WORK REQUIRED: Copy out each line in the listing below where the word "standard" appears.

** RECORDS PROVIDED follows **

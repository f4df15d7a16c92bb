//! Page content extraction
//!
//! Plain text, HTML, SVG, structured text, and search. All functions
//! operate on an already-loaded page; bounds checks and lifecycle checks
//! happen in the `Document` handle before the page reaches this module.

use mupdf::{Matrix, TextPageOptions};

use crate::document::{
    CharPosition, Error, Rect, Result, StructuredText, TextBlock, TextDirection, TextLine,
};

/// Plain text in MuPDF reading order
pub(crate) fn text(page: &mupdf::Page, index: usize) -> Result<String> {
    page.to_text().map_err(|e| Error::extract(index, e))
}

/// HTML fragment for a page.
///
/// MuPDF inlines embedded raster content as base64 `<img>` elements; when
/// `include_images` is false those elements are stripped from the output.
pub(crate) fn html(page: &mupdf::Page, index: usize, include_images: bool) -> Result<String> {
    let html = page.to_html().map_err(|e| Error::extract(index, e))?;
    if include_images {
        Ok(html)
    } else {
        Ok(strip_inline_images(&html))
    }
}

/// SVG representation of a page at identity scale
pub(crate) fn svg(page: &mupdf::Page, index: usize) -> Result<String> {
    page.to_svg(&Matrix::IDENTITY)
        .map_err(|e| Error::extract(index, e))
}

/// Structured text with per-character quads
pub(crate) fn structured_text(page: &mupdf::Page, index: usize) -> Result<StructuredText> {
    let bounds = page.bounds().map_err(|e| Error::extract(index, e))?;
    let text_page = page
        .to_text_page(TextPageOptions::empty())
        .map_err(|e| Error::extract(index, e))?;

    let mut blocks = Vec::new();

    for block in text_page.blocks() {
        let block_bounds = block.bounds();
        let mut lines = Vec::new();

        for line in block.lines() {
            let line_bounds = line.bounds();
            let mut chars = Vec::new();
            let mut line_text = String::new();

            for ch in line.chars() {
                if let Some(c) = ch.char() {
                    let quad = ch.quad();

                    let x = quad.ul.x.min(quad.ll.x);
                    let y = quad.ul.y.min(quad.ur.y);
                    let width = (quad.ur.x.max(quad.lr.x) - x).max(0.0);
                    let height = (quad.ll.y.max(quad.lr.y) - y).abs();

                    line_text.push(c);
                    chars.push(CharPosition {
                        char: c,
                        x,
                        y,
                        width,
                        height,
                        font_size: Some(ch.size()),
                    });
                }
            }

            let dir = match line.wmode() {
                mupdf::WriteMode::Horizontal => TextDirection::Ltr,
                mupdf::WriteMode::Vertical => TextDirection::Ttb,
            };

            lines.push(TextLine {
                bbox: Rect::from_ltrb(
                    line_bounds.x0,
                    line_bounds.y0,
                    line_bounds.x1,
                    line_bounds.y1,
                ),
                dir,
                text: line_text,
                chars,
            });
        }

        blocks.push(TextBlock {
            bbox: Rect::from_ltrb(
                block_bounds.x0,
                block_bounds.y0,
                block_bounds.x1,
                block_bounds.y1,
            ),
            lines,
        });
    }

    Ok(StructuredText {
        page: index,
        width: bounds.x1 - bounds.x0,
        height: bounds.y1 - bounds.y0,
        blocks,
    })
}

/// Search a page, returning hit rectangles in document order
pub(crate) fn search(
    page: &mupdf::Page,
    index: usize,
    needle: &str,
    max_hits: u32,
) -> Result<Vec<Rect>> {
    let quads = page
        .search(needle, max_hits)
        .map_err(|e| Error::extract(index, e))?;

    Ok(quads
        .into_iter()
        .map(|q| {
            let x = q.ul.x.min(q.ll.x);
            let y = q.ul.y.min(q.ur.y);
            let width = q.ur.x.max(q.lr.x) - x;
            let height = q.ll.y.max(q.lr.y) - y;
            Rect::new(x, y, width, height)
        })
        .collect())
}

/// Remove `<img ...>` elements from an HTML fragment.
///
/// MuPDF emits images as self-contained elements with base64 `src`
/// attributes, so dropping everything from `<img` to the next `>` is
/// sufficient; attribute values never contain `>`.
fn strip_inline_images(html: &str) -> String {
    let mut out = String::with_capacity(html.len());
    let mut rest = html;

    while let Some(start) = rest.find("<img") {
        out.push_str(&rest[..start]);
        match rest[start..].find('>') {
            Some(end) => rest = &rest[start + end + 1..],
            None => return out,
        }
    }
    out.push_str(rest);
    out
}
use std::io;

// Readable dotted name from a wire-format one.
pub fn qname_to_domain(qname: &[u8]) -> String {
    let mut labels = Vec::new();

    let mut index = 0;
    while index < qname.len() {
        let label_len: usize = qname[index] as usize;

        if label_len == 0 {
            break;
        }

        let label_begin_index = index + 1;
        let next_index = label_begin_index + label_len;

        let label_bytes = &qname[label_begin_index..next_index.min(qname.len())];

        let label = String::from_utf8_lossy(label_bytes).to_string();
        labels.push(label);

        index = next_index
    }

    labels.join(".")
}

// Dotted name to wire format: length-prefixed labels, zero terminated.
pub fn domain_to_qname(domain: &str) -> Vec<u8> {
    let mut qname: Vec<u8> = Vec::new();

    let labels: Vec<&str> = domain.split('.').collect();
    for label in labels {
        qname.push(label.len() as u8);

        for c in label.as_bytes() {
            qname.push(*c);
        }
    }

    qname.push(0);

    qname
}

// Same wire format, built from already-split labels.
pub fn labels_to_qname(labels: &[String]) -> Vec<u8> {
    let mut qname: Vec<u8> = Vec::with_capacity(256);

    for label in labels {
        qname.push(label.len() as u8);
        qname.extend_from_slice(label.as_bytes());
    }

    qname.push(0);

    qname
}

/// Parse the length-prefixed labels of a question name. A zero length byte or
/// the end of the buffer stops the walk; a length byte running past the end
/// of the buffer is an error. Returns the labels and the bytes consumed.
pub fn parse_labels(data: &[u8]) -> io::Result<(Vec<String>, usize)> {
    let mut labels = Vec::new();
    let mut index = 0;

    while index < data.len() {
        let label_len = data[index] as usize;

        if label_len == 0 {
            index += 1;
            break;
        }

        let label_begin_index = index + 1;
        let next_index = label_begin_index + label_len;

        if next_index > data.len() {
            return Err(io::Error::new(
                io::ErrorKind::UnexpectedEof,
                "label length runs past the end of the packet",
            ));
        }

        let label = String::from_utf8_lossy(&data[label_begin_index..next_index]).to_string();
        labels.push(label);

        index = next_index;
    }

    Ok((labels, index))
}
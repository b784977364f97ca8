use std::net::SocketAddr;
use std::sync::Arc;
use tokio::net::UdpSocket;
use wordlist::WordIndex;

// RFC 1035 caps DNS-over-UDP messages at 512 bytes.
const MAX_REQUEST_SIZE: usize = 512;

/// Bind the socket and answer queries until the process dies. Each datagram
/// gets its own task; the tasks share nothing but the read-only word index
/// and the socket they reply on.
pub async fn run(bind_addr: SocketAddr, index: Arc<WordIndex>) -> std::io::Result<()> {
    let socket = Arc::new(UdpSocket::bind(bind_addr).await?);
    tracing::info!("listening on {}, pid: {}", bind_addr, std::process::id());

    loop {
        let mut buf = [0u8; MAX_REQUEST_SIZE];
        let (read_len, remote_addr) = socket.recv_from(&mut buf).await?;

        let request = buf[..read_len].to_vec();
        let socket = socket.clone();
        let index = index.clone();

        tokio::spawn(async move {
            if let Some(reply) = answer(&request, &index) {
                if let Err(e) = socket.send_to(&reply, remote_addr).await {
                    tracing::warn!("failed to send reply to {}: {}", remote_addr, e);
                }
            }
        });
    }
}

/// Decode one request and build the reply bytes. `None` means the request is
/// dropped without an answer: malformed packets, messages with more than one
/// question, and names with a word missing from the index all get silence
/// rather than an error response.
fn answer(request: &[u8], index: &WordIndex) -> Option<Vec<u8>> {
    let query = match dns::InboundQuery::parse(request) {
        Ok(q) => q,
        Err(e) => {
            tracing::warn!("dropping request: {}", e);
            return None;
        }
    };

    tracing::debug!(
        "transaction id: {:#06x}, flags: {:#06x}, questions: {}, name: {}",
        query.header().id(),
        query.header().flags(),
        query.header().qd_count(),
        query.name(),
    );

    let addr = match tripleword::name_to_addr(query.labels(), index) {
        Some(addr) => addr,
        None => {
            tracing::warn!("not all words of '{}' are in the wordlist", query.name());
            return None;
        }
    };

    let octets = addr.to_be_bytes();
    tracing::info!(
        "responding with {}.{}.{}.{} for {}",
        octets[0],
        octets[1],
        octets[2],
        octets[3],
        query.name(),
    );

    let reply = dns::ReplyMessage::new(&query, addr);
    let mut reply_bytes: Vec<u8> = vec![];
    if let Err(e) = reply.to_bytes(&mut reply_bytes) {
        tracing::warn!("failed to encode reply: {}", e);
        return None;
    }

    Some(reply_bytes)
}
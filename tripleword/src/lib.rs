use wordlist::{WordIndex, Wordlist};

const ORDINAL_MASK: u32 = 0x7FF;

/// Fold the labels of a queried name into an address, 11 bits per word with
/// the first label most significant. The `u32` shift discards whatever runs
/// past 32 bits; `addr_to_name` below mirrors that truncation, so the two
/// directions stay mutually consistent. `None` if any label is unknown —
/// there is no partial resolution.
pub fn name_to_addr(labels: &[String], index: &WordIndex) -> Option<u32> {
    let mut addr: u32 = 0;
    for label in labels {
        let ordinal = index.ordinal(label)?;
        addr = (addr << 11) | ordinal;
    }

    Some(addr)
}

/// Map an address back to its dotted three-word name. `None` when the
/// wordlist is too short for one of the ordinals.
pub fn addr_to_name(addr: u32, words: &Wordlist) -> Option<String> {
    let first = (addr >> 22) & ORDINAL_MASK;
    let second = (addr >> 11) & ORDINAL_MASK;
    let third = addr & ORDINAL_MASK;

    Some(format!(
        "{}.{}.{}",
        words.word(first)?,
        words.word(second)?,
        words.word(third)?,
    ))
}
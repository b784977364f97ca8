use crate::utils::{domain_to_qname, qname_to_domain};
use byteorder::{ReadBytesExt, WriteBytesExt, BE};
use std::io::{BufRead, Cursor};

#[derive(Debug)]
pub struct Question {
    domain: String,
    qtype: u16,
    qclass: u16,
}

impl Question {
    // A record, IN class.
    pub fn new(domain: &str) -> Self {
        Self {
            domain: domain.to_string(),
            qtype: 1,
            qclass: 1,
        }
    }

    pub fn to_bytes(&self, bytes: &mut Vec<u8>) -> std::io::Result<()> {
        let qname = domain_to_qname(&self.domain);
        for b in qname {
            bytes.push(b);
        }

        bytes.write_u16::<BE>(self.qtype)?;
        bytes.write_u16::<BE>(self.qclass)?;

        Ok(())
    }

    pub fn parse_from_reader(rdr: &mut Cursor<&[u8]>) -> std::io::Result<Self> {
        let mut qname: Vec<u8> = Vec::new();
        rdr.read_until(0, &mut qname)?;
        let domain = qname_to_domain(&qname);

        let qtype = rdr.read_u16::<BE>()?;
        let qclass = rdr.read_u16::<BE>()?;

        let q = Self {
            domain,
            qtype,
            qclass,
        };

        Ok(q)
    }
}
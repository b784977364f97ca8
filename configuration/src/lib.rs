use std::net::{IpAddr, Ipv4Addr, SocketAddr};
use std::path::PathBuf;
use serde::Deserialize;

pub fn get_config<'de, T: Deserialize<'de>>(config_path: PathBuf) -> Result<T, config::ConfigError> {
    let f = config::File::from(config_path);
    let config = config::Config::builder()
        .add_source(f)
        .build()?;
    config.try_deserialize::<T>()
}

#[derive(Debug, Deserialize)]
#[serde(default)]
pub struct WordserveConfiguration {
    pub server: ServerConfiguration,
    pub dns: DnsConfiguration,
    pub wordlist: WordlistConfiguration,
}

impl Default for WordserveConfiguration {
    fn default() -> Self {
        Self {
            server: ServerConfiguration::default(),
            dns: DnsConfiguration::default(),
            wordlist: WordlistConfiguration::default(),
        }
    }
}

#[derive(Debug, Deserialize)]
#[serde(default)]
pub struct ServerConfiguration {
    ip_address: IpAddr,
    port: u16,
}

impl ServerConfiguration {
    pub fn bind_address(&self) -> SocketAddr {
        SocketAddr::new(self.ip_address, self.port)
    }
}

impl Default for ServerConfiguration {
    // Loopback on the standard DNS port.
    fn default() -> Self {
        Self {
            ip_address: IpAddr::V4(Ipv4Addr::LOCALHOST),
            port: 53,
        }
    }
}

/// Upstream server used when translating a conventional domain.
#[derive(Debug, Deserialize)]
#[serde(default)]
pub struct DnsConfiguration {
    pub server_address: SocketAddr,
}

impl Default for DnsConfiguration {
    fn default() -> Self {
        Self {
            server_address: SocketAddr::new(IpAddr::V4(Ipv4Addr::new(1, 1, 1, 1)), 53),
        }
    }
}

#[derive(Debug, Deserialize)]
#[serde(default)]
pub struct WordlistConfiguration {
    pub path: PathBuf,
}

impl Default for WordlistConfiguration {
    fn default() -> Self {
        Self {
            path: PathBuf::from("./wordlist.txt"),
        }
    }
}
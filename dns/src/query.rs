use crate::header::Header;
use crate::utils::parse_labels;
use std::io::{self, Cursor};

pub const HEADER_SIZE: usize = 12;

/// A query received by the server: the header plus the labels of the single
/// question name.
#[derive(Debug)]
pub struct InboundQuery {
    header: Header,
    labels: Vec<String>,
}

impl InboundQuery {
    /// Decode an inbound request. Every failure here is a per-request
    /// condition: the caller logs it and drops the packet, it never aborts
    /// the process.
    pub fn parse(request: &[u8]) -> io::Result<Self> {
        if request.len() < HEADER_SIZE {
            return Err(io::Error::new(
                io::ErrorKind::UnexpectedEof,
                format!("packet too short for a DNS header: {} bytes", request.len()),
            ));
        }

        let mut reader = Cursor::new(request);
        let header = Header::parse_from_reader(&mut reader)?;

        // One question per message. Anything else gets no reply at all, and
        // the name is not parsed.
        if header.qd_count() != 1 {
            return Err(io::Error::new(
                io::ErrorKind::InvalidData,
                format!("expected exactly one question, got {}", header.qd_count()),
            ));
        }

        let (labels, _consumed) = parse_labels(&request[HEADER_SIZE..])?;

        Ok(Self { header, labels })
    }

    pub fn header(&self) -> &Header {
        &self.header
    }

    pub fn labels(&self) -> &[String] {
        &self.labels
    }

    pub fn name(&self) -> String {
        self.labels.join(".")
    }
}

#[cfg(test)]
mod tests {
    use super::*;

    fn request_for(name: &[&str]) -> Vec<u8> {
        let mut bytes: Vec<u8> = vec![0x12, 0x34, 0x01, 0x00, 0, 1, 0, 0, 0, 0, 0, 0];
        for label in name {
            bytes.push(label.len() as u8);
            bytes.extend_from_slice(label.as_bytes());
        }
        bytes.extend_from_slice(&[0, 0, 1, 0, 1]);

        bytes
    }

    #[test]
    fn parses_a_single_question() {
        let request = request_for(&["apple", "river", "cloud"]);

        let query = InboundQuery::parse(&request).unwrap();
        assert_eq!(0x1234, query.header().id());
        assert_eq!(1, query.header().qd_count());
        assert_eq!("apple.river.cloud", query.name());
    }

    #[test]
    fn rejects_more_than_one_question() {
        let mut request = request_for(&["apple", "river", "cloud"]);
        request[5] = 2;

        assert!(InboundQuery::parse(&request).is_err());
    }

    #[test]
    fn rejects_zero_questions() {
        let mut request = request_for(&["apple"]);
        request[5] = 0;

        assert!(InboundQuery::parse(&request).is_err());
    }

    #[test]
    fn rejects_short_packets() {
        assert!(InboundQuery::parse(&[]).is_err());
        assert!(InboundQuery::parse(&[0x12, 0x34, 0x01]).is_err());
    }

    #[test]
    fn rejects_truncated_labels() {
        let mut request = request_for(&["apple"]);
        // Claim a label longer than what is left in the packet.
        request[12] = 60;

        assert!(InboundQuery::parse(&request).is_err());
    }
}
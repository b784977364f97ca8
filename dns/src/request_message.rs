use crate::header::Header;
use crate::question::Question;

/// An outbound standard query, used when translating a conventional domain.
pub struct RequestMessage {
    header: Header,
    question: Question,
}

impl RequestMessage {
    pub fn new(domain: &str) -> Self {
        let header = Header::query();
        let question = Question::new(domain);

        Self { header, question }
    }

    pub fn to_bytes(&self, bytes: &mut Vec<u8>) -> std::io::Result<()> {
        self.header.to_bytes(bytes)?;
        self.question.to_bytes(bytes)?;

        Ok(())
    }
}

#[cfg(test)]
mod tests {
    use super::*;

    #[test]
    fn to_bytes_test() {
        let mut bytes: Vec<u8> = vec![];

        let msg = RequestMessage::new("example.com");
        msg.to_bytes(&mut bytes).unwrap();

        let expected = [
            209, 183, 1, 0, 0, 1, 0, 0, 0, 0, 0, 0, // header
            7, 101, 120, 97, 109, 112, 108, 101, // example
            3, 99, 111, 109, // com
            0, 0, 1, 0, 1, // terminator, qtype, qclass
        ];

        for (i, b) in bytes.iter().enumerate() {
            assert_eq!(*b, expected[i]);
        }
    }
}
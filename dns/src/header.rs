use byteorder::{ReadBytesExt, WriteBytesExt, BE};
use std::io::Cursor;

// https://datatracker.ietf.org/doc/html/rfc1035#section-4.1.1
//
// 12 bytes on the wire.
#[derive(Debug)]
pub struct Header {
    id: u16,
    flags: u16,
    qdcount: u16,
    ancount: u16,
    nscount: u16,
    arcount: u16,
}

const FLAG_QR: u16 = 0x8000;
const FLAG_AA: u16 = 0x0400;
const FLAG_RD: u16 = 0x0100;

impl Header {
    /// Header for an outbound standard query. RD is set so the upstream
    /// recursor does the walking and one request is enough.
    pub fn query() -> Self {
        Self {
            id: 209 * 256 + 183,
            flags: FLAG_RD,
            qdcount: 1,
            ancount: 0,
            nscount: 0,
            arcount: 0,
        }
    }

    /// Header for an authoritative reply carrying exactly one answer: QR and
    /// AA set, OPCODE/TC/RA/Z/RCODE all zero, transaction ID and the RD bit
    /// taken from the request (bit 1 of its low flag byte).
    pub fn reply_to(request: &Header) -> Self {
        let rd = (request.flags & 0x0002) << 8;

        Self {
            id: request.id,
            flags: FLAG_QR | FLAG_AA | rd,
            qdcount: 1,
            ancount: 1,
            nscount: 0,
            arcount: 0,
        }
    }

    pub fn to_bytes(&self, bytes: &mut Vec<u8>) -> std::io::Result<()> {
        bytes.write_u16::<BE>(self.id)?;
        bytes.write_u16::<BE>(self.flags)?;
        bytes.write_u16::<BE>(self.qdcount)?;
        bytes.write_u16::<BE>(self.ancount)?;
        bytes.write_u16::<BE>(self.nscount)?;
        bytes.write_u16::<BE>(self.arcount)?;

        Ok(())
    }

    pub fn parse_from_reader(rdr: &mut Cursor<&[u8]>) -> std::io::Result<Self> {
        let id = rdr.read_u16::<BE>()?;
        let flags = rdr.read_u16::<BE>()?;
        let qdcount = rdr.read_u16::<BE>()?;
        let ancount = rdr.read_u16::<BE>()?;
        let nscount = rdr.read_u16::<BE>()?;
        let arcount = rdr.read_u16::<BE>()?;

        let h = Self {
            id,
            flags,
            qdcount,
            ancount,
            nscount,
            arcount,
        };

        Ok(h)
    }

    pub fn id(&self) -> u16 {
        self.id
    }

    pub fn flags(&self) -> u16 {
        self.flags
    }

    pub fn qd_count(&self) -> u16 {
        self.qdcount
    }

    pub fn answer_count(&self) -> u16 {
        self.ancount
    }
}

** End of RECORDS PROVIDED **

SOLVED EXERCISE:
    // Loopback on the standard DNS port.
/// An outbound standard query, used when translating a conventional domain.
    /// Header for an outbound standard query. RD is set so the upstream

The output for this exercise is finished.